Ces glissements progressifs de l’occupation vers l’annexion de la Palestine est dû à l’arrivée au pouvoir du mouvement des colons. Le désengagement israélien de Gaza en 2005 et l’expulsion des 8000 colons qui y étaient installés a été vécu comme un traumatisme par le mouvement national religieux. Depuis lors, le mouvement s’emploie à séduire et convaincre à la fois en infiltrant l’appareil sécuritaire israélien et le parti au pouvoir, le Likoud, mais en établissant également davantage de contacts avec les médias et l’opinion publique israélienne. La présence de plusieurs personnalités soutenant le mouvement parmi les proches conseillers du Président américain a enfin ôté le dernier verrou devant les ambitions annexionnistes des colons. Depuis l’arrivée de Donald Trump à la Maison Blanche, le gouvernement israélien, désormais phagocyté par le mouvement des colons, mène depuis lors une politique décomplexée d’annexion du territoire palestinien.

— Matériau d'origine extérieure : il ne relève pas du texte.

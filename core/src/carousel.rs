//! Home page carousel slides.

use chrono::{DateTime, Utc};
use serde::{Deserialize, Serialize};

/// One carousel slide.
#[derive(Debug, Clone, PartialEq, Eq, Serialize, Deserialize)]
pub struct Carousel {
    /// Slide id.
    pub id: i64,
    /// Image URL.
    pub image_url: String,
    /// Headline.
    pub title: String,
    /// Body text.
    pub description: Option<String>,
    /// Target link.
    pub link: Option<String>,
    /// Call-to-action label.
    pub button_text: Option<String>,
    /// Position, ascending.
    pub sort_order: i32,
    /// Creation time.
    pub created_at: DateTime<Utc>,
    /// Last update time.
    pub updated_at: DateTime<Utc>,
}
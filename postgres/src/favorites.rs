//! Favorite books.
//!
//! The listing follows the same single-path rule as the book query engine:
//! one parameterized page query and one parameterized count query.

use crate::pool::StoreOptions;
use crate::rows::book_with_category_from_row;
use crate::support::{foreign_key_violation, map_db_error, timed};
use async_trait::async_trait;
use bookstore_core::book::BookWithCategory;
use bookstore_core::store::FavoriteStore;
use bookstore_core::{Page, Pagination, StoreError};
use sqlx::PgPool;

/// `PostgreSQL`-backed favorites store.
#[derive(Clone)]
pub struct PostgresFavoriteStore {
    pool: PgPool,
    options: StoreOptions,
}

impl PostgresFavoriteStore {
    /// Create a store with default options.
    #[must_use]
    pub fn new(pool: PgPool) -> Self {
        Self::with_options(pool, StoreOptions::default())
    }

    /// Create a store with explicit options.
    #[must_use]
    pub const fn with_options(pool: PgPool, options: StoreOptions) -> Self {
        Self { pool, options }
    }
}

#[async_trait]
impl FavoriteStore for PostgresFavoriteStore {
    async fn list_favorites(
        &self,
        user_id: i64,
        pagination: Pagination,
    ) -> Result<Page<BookWithCategory>, StoreError> {
        timed("list_favorites", self.options.operation_timeout, async {
            let rows = sqlx::query(
                r"
                SELECT b.*, c.name AS category_name, c.slug AS category_slug
                FROM favorites f
                JOIN books b ON b.id = f.book_id
                LEFT JOIN categories c ON c.id = b.category_id
                WHERE f.user_id = $1
                ORDER BY f.created_at DESC, f.book_id DESC
                LIMIT $2 OFFSET $3
                ",
            )
            .bind(user_id)
            .bind(pagination.limit())
            .bind(pagination.offset())
            .fetch_all(&self.pool)
            .await
            .map_err(map_db_error)?;

            let (total,): (i64,) = sqlx::query_as(
                r"
                SELECT COUNT(*)
                FROM favorites f
                JOIN books b ON b.id = f.book_id
                WHERE f.user_id = $1
                ",
            )
            .bind(user_id)
            .fetch_one(&self.pool)
            .await
            .map_err(map_db_error)?;

            let items = rows
                .iter()
                .map(book_with_category_from_row)
                .collect::<Result<Vec<_>, _>>()
                .map_err(map_db_error)?;

            Ok(Page::new(items, total))
        })
        .await
    }

    async fn add_favorite(&self, user_id: i64, book_id: i64) -> Result<(), StoreError> {
        timed("add_favorite", self.options.operation_timeout, async {
            sqlx::query(
                r"
                INSERT INTO favorites (user_id, book_id, created_at)
                VALUES ($1, $2, NOW())
                ON CONFLICT (user_id, book_id) DO NOTHING
                ",
            )
            .bind(user_id)
            .bind(book_id)
            .execute(&self.pool)
            .await
            .map_err(|err| {
                if foreign_key_violation(&err).as_deref() == Some("favorites_book_id_fkey") {
                    StoreError::not_found("Book", book_id)
                } else {
                    map_db_error(err)
                }
            })?;

            tracing::debug!(user_id, book_id, "Favorite added");
            Ok(())
        })
        .await
    }

    async fn remove_favorite(&self, user_id: i64, book_id: i64) -> Result<bool, StoreError> {
        timed("remove_favorite", self.options.operation_timeout, async {
            let result = sqlx::query("DELETE FROM favorites WHERE user_id = $1 AND book_id = $2")
                .bind(user_id)
                .bind(book_id)
                .execute(&self.pool)
                .await
                .map_err(map_db_error)?;

            Ok(result.rows_affected() > 0)
        })
        .await
    }
}
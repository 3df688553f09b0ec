//! Authenticated callers and password hashing off the async runtime.

use crate::server::AppState;
use axum::{async_trait, extract::FromRequestParts, http::request::Parts};
use bookstore_auth::{PasswordHasher, Principal};
use bookstore_web::{AppError, BearerToken};
use std::sync::Arc;

/// The caller identified by a valid bearer token.
///
/// Rejects with 401 when the header is missing or malformed, or when the
/// token does not verify.
///
/// # Example
///
/// ```rust,ignore
/// async fn profile(AuthUser(principal): AuthUser, State(state): State<AppState>) -> ... {
///     state.users.get_profile(principal.id).await
/// }
/// ```
#[derive(Debug, Clone)]
pub struct AuthUser(pub Principal);

#[async_trait]
impl FromRequestParts<AppState> for AuthUser {
    type Rejection = AppError;

    async fn from_request_parts(parts: &mut Parts, state: &AppState) -> Result<Self, Self::Rejection> {
        let BearerToken(token) = BearerToken::from_request_parts(parts, state).await?;

        let principal = state.token_verifier.verify(&token).map_err(|err| {
            tracing::debug!(error = %err, "Bearer token rejected");
            AppError::from(err)
        })?;

        Ok(Self(principal))
    }
}

/// Hash a password on the blocking pool.
///
/// # Errors
///
/// Returns a 500 [`AppError`] if hashing fails or the task panics.
pub async fn hash_password(
    hasher: Arc<dyn PasswordHasher>,
    password: String,
) -> Result<String, AppError> {
    tokio::task::spawn_blocking(move || hasher.hash(&password))
        .await
        .map_err(|err| AppError::internal("An internal error occurred").with_source(err.into()))?
        .map_err(AppError::from)
}

/// Verify a password against a stored digest on the blocking pool.
///
/// # Errors
///
/// Returns a 500 [`AppError`] if the digest is unusable or the task panics.
pub async fn verify_password(
    hasher: Arc<dyn PasswordHasher>,
    password: String,
    digest: String,
) -> Result<bool, AppError> {
    tokio::task::spawn_blocking(move || hasher.verify(&password, &digest))
        .await
        .map_err(|err| AppError::internal("An internal error occurred").with_source(err.into()))?
        .map_err(AppError::from)
}
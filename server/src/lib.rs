//! # Bookstore Server
//!
//! The HTTP surface of the bookstore backend: configuration, resource
//! bootstrap, the Axum router and its handlers.
//!
//! ## Layout
//!
//! - [`config`]: environment configuration
//! - [`bootstrap`]: pool and store construction
//! - [`server`]: application state and router
//! - [`api`]: request handlers, grouped by resource
//! - [`auth`]: the authenticated-caller extractor and password helpers
//! - [`metrics`]: business metric descriptions
//!
//! ## Example
//!
//! ```rust,ignore
//! let config = Config::from_env();
//! let resources = ResourceManager::from_config(&config).await?;
//! let app = build_router(resources.app_state());
//! axum::serve(listener, app).await?;
//! ```

#![forbid(unsafe_code)]
#![warn(missing_docs, clippy::pedantic)]
#![allow(clippy::module_name_repetitions)]

pub mod api;
pub mod auth;
pub mod bootstrap;
pub mod config;
pub mod metrics;
pub mod server;

pub use bootstrap::ResourceManager;
pub use config::Config;
pub use server::{AppState, build_router};
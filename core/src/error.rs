//! Error taxonomy shared by every store.
//!
//! The variants separate client-correctable failures (validation, missing
//! entities, conflicts) from infrastructure faults (timeouts and driver
//! errors). The HTTP layer maps each variant onto a status code; only the
//! infrastructure variants carry detail that must never reach a client.

use std::fmt;
use thiserror::Error;

/// Errors returned by store operations.
#[derive(Error, Debug, Clone, PartialEq, Eq)]
pub enum StoreError {
    /// Malformed or missing input, rejected before any database access.
    #[error("Validation error: {0}")]
    Validation(String),

    /// A required entity does not exist.
    #[error("{entity} with id {id} not found")]
    NotFound {
        /// Entity kind (e.g. `"Order"`).
        entity: &'static str,
        /// Identifier that failed to resolve.
        id: String,
    },

    /// A uniqueness constraint, stock guard or transition rule was violated.
    #[error("Conflict: {0}")]
    Conflict(String),

    /// The operation did not finish within the configured timeout.
    #[error("Operation timed out: {operation}")]
    Timeout {
        /// Name of the store operation that timed out.
        operation: &'static str,
    },

    /// Any other database or driver fault.
    #[error("Database error: {0}")]
    Database(String),
}

impl StoreError {
    /// Create a validation error.
    #[must_use]
    pub fn validation(message: impl Into<String>) -> Self {
        Self::Validation(message.into())
    }

    /// Create a not-found error for the given entity kind and id.
    #[must_use]
    pub fn not_found(entity: &'static str, id: impl fmt::Display) -> Self {
        Self::NotFound {
            entity,
            id: id.to_string(),
        }
    }

    /// Create a conflict error.
    #[must_use]
    pub fn conflict(message: impl Into<String>) -> Self {
        Self::Conflict(message.into())
    }

    /// Create a database error.
    #[must_use]
    pub fn database(message: impl Into<String>) -> Self {
        Self::Database(message.into())
    }

    /// Whether the error is an infrastructure fault rather than a
    /// client-correctable one.
    #[must_use]
    pub const fn is_infrastructure(&self) -> bool {
        matches!(self, Self::Timeout { .. } | Self::Database(_))
    }
}

/// Reject text the database cannot store.
///
/// `PostgreSQL` text values cannot contain U+0000.
///
/// # Errors
///
/// Returns [`StoreError::Validation`] naming `field` if `value` contains a
/// NUL character.
pub fn check_text(field: &str, value: &str) -> Result<(), StoreError> {
    if value.contains('\0') {
        return Err(StoreError::validation(format!(
            "{field} must not contain NUL characters"
        )));
    }
    Ok(())
}
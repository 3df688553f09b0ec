//! Mock token service.

use crate::error::{AuthError, Result};
use crate::providers::{TokenIssuer, TokenVerifier};
use crate::state::Principal;
use std::collections::HashMap;
use std::sync::{Arc, Mutex, MutexGuard, PoisonError};

/// Issues opaque tokens of the form `user-<id>-<username>` and remembers them.
///
/// Cloning shares the token table.
#[derive(Debug, Clone, Default)]
pub struct MockTokenService {
    tokens: Arc<Mutex<HashMap<String, Principal>>>,
}

impl MockTokenService {
    /// Create an empty token service.
    #[must_use]
    pub fn new() -> Self {
        Self::default()
    }

    /// Issue a token without going through the trait; test convenience.
    #[must_use]
    pub fn token_for(&self, id: i64, username: &str) -> String {
        let token = format!("user-{id}-{username}");
        self.table().insert(token.clone(), Principal::new(id, username));
        token
    }

    /// The token table; a panic in another test thread does not lose it.
    fn table(&self) -> MutexGuard<'_, HashMap<String, Principal>> {
        self.tokens.lock().unwrap_or_else(PoisonError::into_inner)
    }
}

impl TokenIssuer for MockTokenService {
    fn issue(&self, principal: &Principal) -> Result<String> {
        let token = format!("user-{}-{}", principal.id, principal.username);
        self.table().insert(token.clone(), principal.clone());
        Ok(token)
    }
}

impl TokenVerifier for MockTokenService {
    fn verify(&self, token: &str) -> Result<Principal> {
        self.table()
            .get(token)
            .cloned()
            .ok_or_else(|| AuthError::InvalidCredential("unknown token".to_string()))
    }
}

#[cfg(test)]
#[allow(clippy::unwrap_used, clippy::panic)]
mod tests {
    use super::*;

    #[test]
    fn test_issued_tokens_verify() {
        let tokens = MockTokenService::new();
        let token = tokens.issue(&Principal::new(3, "ann")).unwrap();

        assert_eq!(token, "user-3-ann");
        assert_eq!(tokens.verify(&token).unwrap(), Principal::new(3, "ann"));
        assert!(tokens.verify("user-4-bob").is_err());
    }

    #[test]
    fn test_poisoned_table_keeps_working() {
        let tokens = MockTokenService::new();
        let before = tokens.token_for(1, "ann");

        let shared = tokens.clone();
        let _ = std::thread::spawn(move || {
            let _guard = shared.tokens.lock().unwrap();
            panic!("holder panicked");
        })
        .join();
        assert!(tokens.tokens.is_poisoned());

        let after = tokens.token_for(5, "eve");
        assert_eq!(tokens.verify(&before).unwrap(), Principal::new(1, "ann"));
        assert_eq!(tokens.verify(&after).unwrap(), Principal::new(5, "eve"));
        assert_eq!(
            tokens.issue(&Principal::new(6, "fay")).unwrap(),
            "user-6-fay"
        );
    }
}
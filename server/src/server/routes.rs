//! Router configuration for the bookstore.
//!
//! Builds the complete Axum router with all endpoints.

use super::state::AppState;
use crate::api::{auth, books, carousels, categories, orders, users};
use axum::{
    Router,
    http::{HeaderValue, Method, header},
    routing::{get, patch, post, put},
};
use bookstore_web::correlation_id_layer;
use bookstore_web::handlers::{health_check, readiness_check};
use tower_http::cors::CorsLayer;

/// Build the complete Axum router.
///
/// Configures all routes including:
/// - Health checks
/// - Catalog endpoints (books, categories, carousels)
/// - Registration and login
/// - Authenticated user, wishlist and order endpoints
///
/// Every request passes through the correlation id middleware.
pub fn build_router(state: AppState) -> Router {
    let api_routes = Router::new()
        // Catalog
        .route("/books", get(books::list_books))
        .route("/books/featured/hot", get(books::hot_books))
        .route("/books/featured/new", get(books::new_books))
        .route("/books/:id", get(books::get_book))
        .route("/categories", get(categories::list_categories))
        .route("/categories/tree/structure", get(categories::category_tree))
        .route("/categories/slug/:slug", get(categories::category_by_slug))
        .route("/categories/:id", get(categories::category_by_id))
        .route("/categories/:id/books", get(categories::category_books))
        .route("/carousels", get(carousels::list_carousels))
        // Accounts
        .route("/auth/register", post(auth::register))
        .route("/auth/login", post(auth::login))
        .route(
            "/users/profile",
            get(users::get_profile).put(users::update_profile),
        )
        .route("/users/change-password", post(users::change_password))
        .route("/users/avatar", put(users::update_avatar))
        .route("/users/addresses", get(users::list_addresses))
        .route("/users/stats", get(users::stats))
        .route("/users/wishlist", get(users::list_wishlist))
        .route(
            "/users/wishlist/:book_id",
            post(users::add_to_wishlist).delete(users::remove_from_wishlist),
        )
        .route("/users/orders", get(orders::list_orders))
        // Orders
        .route("/orders", post(orders::create_order).get(orders::list_orders))
        .route("/orders/:id", get(orders::get_order))
        .route("/orders/:id/status", patch(orders::update_status));

    Router::new()
        // Health checks (no authentication)
        .route("/health", get(health_check))
        .route("/ready", get(readiness_check))
        // API routes under /api prefix
        .nest("/api", api_routes)
        .layer(correlation_id_layer())
        .with_state(state)
}

/// CORS policy admitting the storefront origin.
///
/// # Errors
///
/// Returns an error if `origin` is not a valid header value.
pub fn cors_layer(origin: &str) -> Result<CorsLayer, header::InvalidHeaderValue> {
    Ok(CorsLayer::new()
        .allow_origin(HeaderValue::from_str(origin)?)
        .allow_methods([
            Method::GET,
            Method::POST,
            Method::PUT,
            Method::PATCH,
            Method::DELETE,
        ])
        .allow_headers([header::AUTHORIZATION, header::CONTENT_TYPE])
        .allow_credentials(true))
}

Seule incertitude : quel sort réserver à la population palestinienne ? Les positions varient. En 2007, l’Initiative israélienne de Benny Alon proposait que les Palestiniens de Cisjordanie optent pour la citoyenneté jordanienne. En 2009, le plan avancé par Uri Elitzur, chef du Gush Emunim et ancien chef de cabinet de Netanyahou, et le ministre du Logement et de la Construction Uri Ariel préconisait d’annexer toute la Cisjordanie, d’accorder la citoyenneté israélienne aux Palestiniens, mais de revoir le découpage des circonscriptions de manière à y assurer « une majorité juive démocratique ». Plus récemment, Naftali Bennett suggérait d’annexer uniquement la zone C et de procéder à la naturalisation de tous ses habitants palestiniens.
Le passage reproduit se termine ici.